Impressions from the #UKOUG2012
I’d like to share my personal impressions of this years UK Oracle User Group Conference. They are of course purely subjective and by no means comprehensive. First things first: It was a great event, in my opinion! Fantastic speakers including many Oracle Celebrities, very nice location and service by the UKOUG. Especially I liked the opportunity to meet so many guys in person that I communicated with previously via social media 🙂
Every single presentation I attended was worth it, to say the least. My goal in the following list of presentations is to highlight just one thing about them that I think is worthwhile to memorize, although it was of course not the only important thing in that talk.
On Monday, I saw Julian Dyke with ‚Is RAT Worth Catching?‘ Since I have taught Real Application Testing in many 11g New Features & Performance Tuning courses, I was curious what he had to say about it. Although he appeared not very enthusiastic about it – the price is of course a concern here – a key point here was: Database Replay is indeed good for capture & replay of realistic production workload and will show the impact of a change pretty accurately measured in DB Time.
Next was Alex Gorbachev with ‚Oracle ASM New Features‘. It was about 12c, so everything here is under Oracle’s safe harbor statement:
‚All information provided outlines our general product direction. It’s intended for information purposes only, and may not be incorporated into any contract. It is not a commitment to deliver any material, code or functionality, and should not be relied upon in making a purchasing decision. The development, release, and timing of any features or functionality described for Oracle’s products remains at the sole discretion of Oracle.‘ Having said that, one major thing I found interesting was the potential upcoming of clusters where not every node needs an ASM instance running, thereby reducing the need of ASM instance communication in spite of large clusters with very many nodes.
Another highlight was Christian Antognini with ‚Shareable Cursors‘. Especially I liked his many live demonstrations. Very instructive! One take away: Starting from 11.2.0.3, a parent cursor that has more than 100 child cursors is obsoleted, which is controlled by _cursor_obsolete_threshold
On Tuesday I saw Emre Baransel with ‚Oracle Data Guard Deep Dive‘. I knew the information here before, but I wanted to see him present it after we have chatted so often via twitter already 🙂 One of many things to memorize: There is no point in using ARCH Redo Transport any more for Max Performance because ASYNC has also no performance impact but delivers far better protection than ARCH.
Next came Joel Goodman with ‚Global Resource Management in RAC‘. One key point out of many important things my colleague said: The resource mastership of an Oracle block is determined by an internal algorithm but can be dynamically remastered (in case of blocks on the segment level) so that another node becomes the master of a certain segment when blocks out of that segment are frequently required from that node.

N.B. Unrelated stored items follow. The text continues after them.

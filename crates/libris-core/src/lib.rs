//! Core types and loan rules for the Libris library dashboard.
//!
//! No HTTP lives here. The crate holds the domain records, the pure
//! date/status and filter functions, the role guard, and the
//! [`Library`](library::Library) engine that drives any
//! [`LibraryBackend`](backend::LibraryBackend).

pub mod backend;
pub mod book;
pub mod cache;
pub mod dates;
pub mod error;
pub mod filter;
pub mod guard;
pub mod issue;
pub mod library;
pub mod lifecycle;
pub mod stats;
pub mod user;

pub use error::{Error, Result, ValidationError};
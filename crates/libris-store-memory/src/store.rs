//! [`MemoryStore`]: the in-process implementation of [`LibraryBackend`].

use std::{
  collections::{BTreeMap, HashMap},
  sync::{Arc, Mutex, MutexGuard, PoisonError},
};

use chrono::{DateTime, TimeDelta, Utc};
use libris_core::{
  Error, Result,
  backend::{EntityKind, LibraryBackend},
  book::{Book, BookId, BookPatch, NewBook},
  issue::{Issue, IssueId, IssuePatch, NewIssue},
  library::Clock,
  lifecycle::DEFAULT_LOAN_DAYS,
  user::{NewUser, User, UserId, UserPatch},
};

// ─── Call log ────────────────────────────────────────────────────────────────

/// One backend operation, as counted by [`MemoryStore::calls`].
#[derive(Debug, Clone, Copy, PartialEq, Eq, Hash)]
pub enum Op {
  ListBooks,
  GetBook,
  CreateBook,
  UpdateBook,
  DeleteBook,
  ListUsers,
  GetUser,
  CreateUser,
  UpdateUser,
  DeleteUser,
  ListIssues,
  GetIssue,
  CreateIssue,
  UpdateIssue,
  DeleteIssue,
}

impl Op {
  pub fn is_write(self) -> bool {
    !matches!(
      self,
      Self::ListBooks
        | Self::GetBook
        | Self::ListUsers
        | Self::GetUser
        | Self::ListIssues
        | Self::GetIssue
    )
  }
}

// ─── Tables ──────────────────────────────────────────────────────────────────

#[derive(Debug)]
struct Table<T> {
  rows:    BTreeMap<i64, T>,
  next_id: i64,
}

impl<T: Clone> Table<T> {
  fn insert_with(&mut self, build: impl FnOnce(i64) -> T) -> T {
    self.next_id += 1;
    let row = build(self.next_id);
    self.rows.insert(self.next_id, row.clone());
    row
  }

  fn get(&self, kind: EntityKind, id: i64) -> Result<&T> {
    self.rows.get(&id).ok_or_else(|| Error::not_found(kind, id))
  }

  fn get_mut(&mut self, kind: EntityKind, id: i64) -> Result<&mut T> {
    self.rows.get_mut(&id).ok_or_else(|| Error::not_found(kind, id))
  }

  fn all(&self) -> Vec<T> { self.rows.values().cloned().collect() }
}

impl<T> Default for Table<T> {
  fn default() -> Self {
    Self {
      rows:    BTreeMap::new(),
      next_id: 0,
    }
  }
}

#[derive(Debug, Default)]
struct State {
  books:   Table<Book>,
  users:   Table<User>,
  issues:  Table<Issue>,
  calls:   HashMap<Op, usize>,
  offline: bool,
}

// ─── Store ───────────────────────────────────────────────────────────────────

/// An in-memory library backend.
///
/// Clones share the same tables and call log.
#[derive(Clone)]
pub struct MemoryStore {
  state: Arc<Mutex<State>>,
  clock: Clock,
}

impl Default for MemoryStore {
  fn default() -> Self { Self::new() }
}

impl MemoryStore {
  pub fn new() -> Self {
    Self {
      state: Arc::new(Mutex::new(State::default())),
      clock: Utc::now,
    }
  }

  /// Use `clock` for server-assigned timestamps.
  pub fn with_clock(mut self, clock: Clock) -> Self {
    self.clock = clock;
    self
  }

  fn lock(&self) -> MutexGuard<'_, State> {
    self.state.lock().unwrap_or_else(PoisonError::into_inner)
  }

  /// Count `op` and fail with a transport error while offline.
  fn enter(&self, op: Op) -> Result<MutexGuard<'_, State>> {
    let mut state = self.lock();
    *state.calls.entry(op).or_default() += 1;
    if state.offline {
      tracing::debug!(?op, "memory store offline");
      return Err(Error::Transport("backend unreachable".into()));
    }
    Ok(state)
  }

  // ── Test and demo helpers ─────────────────────────────────────────────
  //
  // Seeding bypasses the call log.

  pub fn seed_book(&self, input: NewBook) -> Book {
    let mut state = self.lock();
    state.books.insert_with(|id| book_from(id, input))
  }

  pub fn seed_user(&self, input: NewUser) -> User {
    let now = (self.clock)();
    let mut state = self.lock();
    state.users.insert_with(|id| user_from(id, input, now))
  }

  /// A backend superuser: no role, both admin flags set.
  pub fn seed_superuser(&self, username: &str) -> User {
    let now = (self.clock)();
    let mut state = self.lock();
    state.users.insert_with(|id| User {
      id,
      username: username.to_owned(),
      email: String::new(),
      first_name: String::new(),
      last_name: String::new(),
      role: None,
      phone: String::new(),
      is_active: true,
      is_staff: true,
      is_superuser: true,
      date_joined: now,
    })
  }

  /// Record a historical loan with explicit dates. An unreturned loan takes
  /// a copy off the shelf, as a real issue would.
  pub fn seed_issue(
    &self,
    user: UserId,
    book: BookId,
    issue_date: DateTime<Utc>,
    due_date: DateTime<Utc>,
    returned: bool,
  ) -> Issue {
    let mut state = self.lock();
    if !returned
      && let Some(b) = state.books.rows.get_mut(&book)
    {
      b.available_copies = b.available_copies.saturating_sub(1);
    }
    state.issues.insert_with(|id| Issue {
      id,
      user,
      book,
      issue_date,
      due_date,
      returned,
    })
  }

  /// Simulate losing the connection: every call fails with
  /// [`Error::Transport`] until switched back.
  pub fn set_offline(&self, offline: bool) { self.lock().offline = offline; }

  /// How many times `op` has been called.
  pub fn calls(&self, op: Op) -> usize { self.lock().calls.get(&op).copied().unwrap_or(0) }

  pub fn total_calls(&self) -> usize { self.lock().calls.values().sum() }

  pub fn write_calls(&self) -> usize {
    self
      .lock()
      .calls
      .iter()
      .filter(|(op, _)| op.is_write())
      .map(|(_, n)| n)
      .sum()
  }

  /// The stored copy of a book, bypassing the call log.
  pub fn peek_book(&self, id: BookId) -> Option<Book> { self.lock().books.rows.get(&id).cloned() }

  pub fn peek_issue(&self, id: IssueId) -> Option<Issue> {
    self.lock().issues.rows.get(&id).cloned()
  }
}

fn book_from(id: BookId, input: NewBook) -> Book {
  Book {
    id,
    title: input.title,
    author: input.author,
    isbn: input.isbn,
    category: input.category,
    publisher: input.publisher,
    total_copies: input.total_copies,
    available_copies: input.available_copies,
  }
}

fn user_from(id: UserId, input: NewUser, joined: DateTime<Utc>) -> User {
  User {
    id,
    username: input.username,
    email: input.email,
    first_name: input.first_name,
    last_name: input.last_name,
    role: Some(input.role),
    phone: input.phone.unwrap_or_default(),
    is_active: true,
    is_staff: false,
    is_superuser: false,
    date_joined: joined,
  }
}

fn check_copies(book: &Book) -> Result<()> {
  if book.available_copies > book.total_copies {
    return Err(Error::Conflict(format!(
      "available_copies ({}) cannot exceed total_copies ({})",
      book.available_copies, book.total_copies
    )));
  }
  Ok(())
}

fn check_unique_isbn(state: &State, isbn: &str, except: Option<BookId>) -> Result<()> {
  let taken = state
    .books
    .rows
    .values()
    .any(|b| b.isbn == isbn && Some(b.id) != except);
  if taken {
    return Err(Error::Conflict(format!("book with isbn {isbn} already exists")));
  }
  Ok(())
}

fn check_unique_username(state: &State, username: &str, except: Option<UserId>) -> Result<()> {
  let taken = state
    .users
    .rows
    .values()
    .any(|u| u.username == username && Some(u.id) != except);
  if taken {
    return Err(Error::Conflict(format!("username {username} is already taken")));
  }
  Ok(())
}

impl LibraryBackend for MemoryStore {
  // ── Books ─────────────────────────────────────────────────────────────

  async fn list_books(&self) -> Result<Vec<Book>> {
    let state = self.enter(Op::ListBooks)?;
    Ok(state.books.all())
  }

  async fn get_book(&self, id: BookId) -> Result<Book> {
    let state = self.enter(Op::GetBook)?;
    state.books.get(EntityKind::Book, id).cloned()
  }

  async fn create_book(&self, input: NewBook) -> Result<Book> {
    let mut state = self.enter(Op::CreateBook)?;
    check_unique_isbn(&state, &input.isbn, None)?;
    check_copies(&book_from(0, input.clone()))?;
    Ok(state.books.insert_with(|id| book_from(id, input)))
  }

  async fn update_book(&self, id: BookId, patch: BookPatch) -> Result<Book> {
    let mut state = self.enter(Op::UpdateBook)?;
    let mut updated = state.books.get(EntityKind::Book, id)?.clone();
    patch.apply_to(&mut updated);
    check_copies(&updated)?;
    check_unique_isbn(&state, &updated.isbn, Some(id))?;
    *state.books.get_mut(EntityKind::Book, id)? = updated.clone();
    Ok(updated)
  }

  async fn delete_book(&self, id: BookId) -> Result<()> {
    let mut state = self.enter(Op::DeleteBook)?;
    state.books.get(EntityKind::Book, id)?;
    state.books.rows.remove(&id);
    state.issues.rows.retain(|_, i| i.book != id);
    Ok(())
  }

  // ── Users ─────────────────────────────────────────────────────────────

  async fn list_users(&self) -> Result<Vec<User>> {
    let state = self.enter(Op::ListUsers)?;
    Ok(state.users.all())
  }

  async fn get_user(&self, id: UserId) -> Result<User> {
    let state = self.enter(Op::GetUser)?;
    state.users.get(EntityKind::User, id).cloned()
  }

  async fn create_user(&self, input: NewUser) -> Result<User> {
    let now = (self.clock)();
    let mut state = self.enter(Op::CreateUser)?;
    check_unique_username(&state, &input.username, None)?;
    Ok(state.users.insert_with(|id| user_from(id, input, now)))
  }

  async fn update_user(&self, id: UserId, patch: UserPatch) -> Result<User> {
    let mut state = self.enter(Op::UpdateUser)?;
    if let Some(username) = &patch.username {
      check_unique_username(&state, username, Some(id))?;
    }
    let user = state.users.get_mut(EntityKind::User, id)?;
    patch.apply_to(user);
    Ok(user.clone())
  }

  async fn delete_user(&self, id: UserId) -> Result<()> {
    let mut state = self.enter(Op::DeleteUser)?;
    state.users.get(EntityKind::User, id)?;
    state.users.rows.remove(&id);
    state.issues.rows.retain(|_, i| i.user != id);
    Ok(())
  }

  // ── Issues ────────────────────────────────────────────────────────────

  async fn list_issues(&self) -> Result<Vec<Issue>> {
    let state = self.enter(Op::ListIssues)?;
    Ok(state.issues.all())
  }

  async fn get_issue(&self, id: IssueId) -> Result<Issue> {
    let state = self.enter(Op::GetIssue)?;
    state.issues.get(EntityKind::Issue, id).cloned()
  }

  async fn create_issue(&self, input: NewIssue) -> Result<Issue> {
    let now = (self.clock)();
    let mut state = self.enter(Op::CreateIssue)?;
    state.users.get(EntityKind::User, input.user)?;
    let book = state.books.get_mut(EntityKind::Book, input.book)?;
    if book.available_copies == 0 {
      return Err(Error::Conflict(format!(
        "no copies of book {} are available",
        book.id
      )));
    }
    let due_date = input
      .due_date
      .unwrap_or(now + TimeDelta::days(DEFAULT_LOAN_DAYS));
    if due_date < now {
      return Err(Error::Conflict("due date precedes issue date".into()));
    }
    book.available_copies -= 1;

    Ok(state.issues.insert_with(|id| Issue {
      id,
      user: input.user,
      book: input.book,
      issue_date: now,
      due_date,
      returned: false,
    }))
  }

  async fn update_issue(&self, id: IssueId, patch: IssuePatch) -> Result<Issue> {
    let mut state = self.enter(Op::UpdateIssue)?;
    let mut updated = state.issues.get(EntityKind::Issue, id)?.clone();

    if updated.returned && patch != IssuePatch::default() {
      return Err(Error::Conflict(format!("issue {id} has already been returned")));
    }
    if let Some(due) = patch.due_date {
      if due < updated.issue_date {
        return Err(Error::Conflict("due date precedes issue date".into()));
      }
      updated.due_date = due;
    }
    let returning = patch.returned == Some(true);
    if returning {
      updated.returned = true;
      if let Some(book) = state.books.rows.get_mut(&updated.book) {
        book.available_copies = (book.available_copies + 1).min(book.total_copies);
      }
    }

    *state.issues.get_mut(EntityKind::Issue, id)? = updated.clone();
    Ok(updated)
  }

  async fn delete_issue(&self, id: IssueId) -> Result<()> {
    let mut state = self.enter(Op::DeleteIssue)?;
    state.issues.get(EntityKind::Issue, id)?;
    state.issues.rows.remove(&id);
    Ok(())
  }
}
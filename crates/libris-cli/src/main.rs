//! `libris`: command-line front end for the library backend.
//!
//! # Usage
//!
//! ```text
//! libris --url http://localhost:8000/api --as 1 issues --status overdue
//! libris --config ~/.config/libris/libris.toml return 42
//! libris --offline books --search fiction
//! ```

mod commands;
mod config;
mod demo;
mod render;
mod settings;

use std::{path::PathBuf, process::ExitCode};

use clap::Parser;
use commands::{Command, Session};
use crate::config::ClientConfig;
use libris_client::HttpBackend;
use libris_core::{library::Library, user::UserId};
use settings::SettingsStore;
use tracing::level_filters::LevelFilter;
use tracing_subscriber::EnvFilter;

// ─── CLI args ─────────────────────────────────────────────────────────────────

#[derive(Parser, Debug)]
#[command(name = "libris", version, about = "Library dashboard client")]
struct Cli {
  /// Path to the TOML configuration file.
  #[arg(short, long, value_name = "FILE", default_value = "libris.toml")]
  config: PathBuf,

  /// Base URL of the library API.
  #[arg(long, env = "LIBRIS_URL")]
  url: Option<String>,

  /// Id of the user guarded commands act as.
  #[arg(long = "as", env = "LIBRIS_USER", value_name = "USER_ID")]
  actor: Option<UserId>,

  /// Run against a seeded in-memory library instead of the API.
  #[arg(long)]
  offline: bool,

  #[command(subcommand)]
  command: Command,
}

// ─── Entry point ──────────────────────────────────────────────────────────────

#[tokio::main]
async fn main() -> ExitCode {
  tracing_subscriber::fmt()
    .with_env_filter(
      EnvFilter::builder()
        .with_default_directive(LevelFilter::INFO.into())
        .from_env_lossy(),
    )
    .with_writer(std::io::stderr)
    .init();

  match run(Cli::parse()).await {
    Ok(output) => {
      println!("{output}");
      ExitCode::SUCCESS
    }
    Err(e) => {
      eprintln!("error: {e:#}");
      ExitCode::FAILURE
    }
  }
}

async fn run(cli: Cli) -> anyhow::Result<String> {
  // Flags override the environment, which overrides the file.
  let mut cfg = ClientConfig::load(&cli.config)?;
  if let Some(url) = cli.url {
    cfg.base_url = url;
  }
  if let Some(actor) = cli.actor {
    cfg.actor_id = Some(actor);
  }
  let settings = SettingsStore::new(cfg.settings_dir.clone());

  if cli.offline {
    let demo = demo::seed();
    let session = Session {
      actor: cfg.actor_id.or(Some(demo.librarian)),
      settings,
    };
    let mut lib = Library::new(demo.store);
    return commands::run(&mut lib, &session, cli.command).await;
  }

  tracing::debug!(url = %cfg.base_url, "using remote backend");
  let session = Session {
    actor: cfg.actor_id,
    settings,
  };
  let mut lib = Library::new(HttpBackend::new(cfg.http())?);
  commands::run(&mut lib, &session, cli.command).await
}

James Morle was referring about ‚Building a Winning Oracle Database Architecture‘. One remarkable thing in my opinion here: It is probably much less painful to follow the mainstream (regarding Oracle Database Architecture) even if that is boring and uncool. Better be boring & reliable instead of cool & chaotic – now doesn’t that pretty much reflect the image of a DBA? 🙂
Larry Carpenter was then talking about ‚Oracle Data Guard Zero Data Loss Protection at Any Distance‘ Again that is 12c stuff and falls under the same safe harbor disclaimer as above. Larry is one of the very few people I have an Oracle book from in the shelf and probably the best source of knowledge about Data Guard you can find. Looks like there will be something called ‚Far Sync‘ standby databases in the future that receive redo in SYNC mode, cascading it with ASYNC (not with archive shipping) to potentially extremely distant remote standby databases.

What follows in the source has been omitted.